--- DATASET ENTRIES Enclosed Below ---
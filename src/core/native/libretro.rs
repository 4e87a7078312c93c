//=========================================================================
// Libretro Core Binding
//=========================================================================
//
// Capability view of a loaded core. Only the API-version query is bound
// for now; further entry points slot in as extra `BoundEntryPoint`s.
//
//=========================================================================

//=== Standard Library Imports ============================================

use std::ffi::c_uint;
use std::path::Path;

//=== External Dependencies ===============================================

use log::debug;

//=== Internal Dependencies ===============================================

use super::error::LoadError;
use super::loader::{BoundEntryPoint, EntryPointDescriptor, NativeModuleHandle, NativeModuleLoader};
use super::resolver::ModulePath;

//=== Constants ===========================================================

/// API version every conformant core reports.
pub const RETRO_API_VERSION: u32 = 1;

const API_VERSION_SYMBOL: &str = "retro_api_version";

/// `unsigned retro_api_version(void)`
type ApiVersionFn = unsafe extern "C" fn() -> c_uint;

//=== NativeCore ==========================================================

/// Operations a loaded core exposes to the frontend.
pub trait NativeCore {
    /// Queries the core's API version.
    ///
    /// Blocks the calling thread for the duration of the foreign call.
    fn api_version(&self) -> u32;
}

//=== LibretroCore ========================================================

/// A core loaded through the libretro C ABI.
#[derive(Debug)]
pub struct LibretroCore {
    handle: NativeModuleHandle,
    api_version: BoundEntryPoint<ApiVersionFn>,
}

impl LibretroCore {
    /// Entry points a libretro core must export.
    pub fn descriptors() -> Vec<EntryPointDescriptor> {
        vec![EntryPointDescriptor::of::<ApiVersionFn>(API_VERSION_SYMBOL)]
    }

    /// Opens the core at `path` and binds its entry points.
    ///
    /// # Safety
    ///
    /// The library's initialisation routines run on load, and the binary
    /// must really implement the libretro ABI: its `retro_api_version`
    /// must have the signature `unsigned (void)`. Anything else makes
    /// [`NativeCore::api_version`] undefined behaviour.
    pub unsafe fn load(path: &ModulePath) -> Result<Self, LoadError> {
        let handle = unsafe { NativeModuleLoader::load(path, Self::descriptors()) }?;
        Self::from_handle(handle)
    }

    /// Binds the libretro entry points of an already opened module.
    ///
    /// The handle must have been loaded with (at least) [`Self::descriptors`].
    pub fn from_handle(handle: NativeModuleHandle) -> Result<Self, LoadError> {
        let api_version = handle.bind::<ApiVersionFn>(API_VERSION_SYMBOL)?;
        debug!(target: "native", "Bound {} from {}", api_version.name(), handle.path().display());

        Ok(Self { handle, api_version })
    }

    pub fn path(&self) -> &Path {
        self.handle.path()
    }
}

impl NativeCore for LibretroCore {
    fn api_version(&self) -> u32 {
        // SAFETY: declared as `unsigned (void)`, which is the libretro ABI
        // the caller of `load` vouched for.
        unsafe { self.api_version.call() }
    }
}

//=========================================================================
// Unit Tests
//=========================================================================

#[cfg(test)]
mod tests {
    use super::*;
    use crate::core::native::TypeTag;

    #[test]
    fn declares_api_version_entry_point() {
        let descriptors = LibretroCore::descriptors();
        assert_eq!(descriptors.len(), 1);
        assert_eq!(descriptors[0].name, "retro_api_version");
        assert_eq!(descriptors[0].return_type, TypeTag::U32);
        assert!(descriptors[0].param_types.is_empty());
    }

    #[test]
    fn native_core_is_object_safe() {
        struct Fake;
        impl NativeCore for Fake {
            fn api_version(&self) -> u32 {
                RETRO_API_VERSION
            }
        }

        let core: Box<dyn NativeCore> = Box::new(Fake);
        assert_eq!(core.api_version(), 1);
    }
}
--- End of Enclosed DATASET ENTRIES ---
WHAT THE EXERCISE ASKS -
Whenever a line of the records holds the string "TypeTag", pick it out and copy it.

WORKED SOLUTION -
    use crate::core::native::TypeTag;
        assert_eq!(descriptors[0].return_type, TypeTag::U32);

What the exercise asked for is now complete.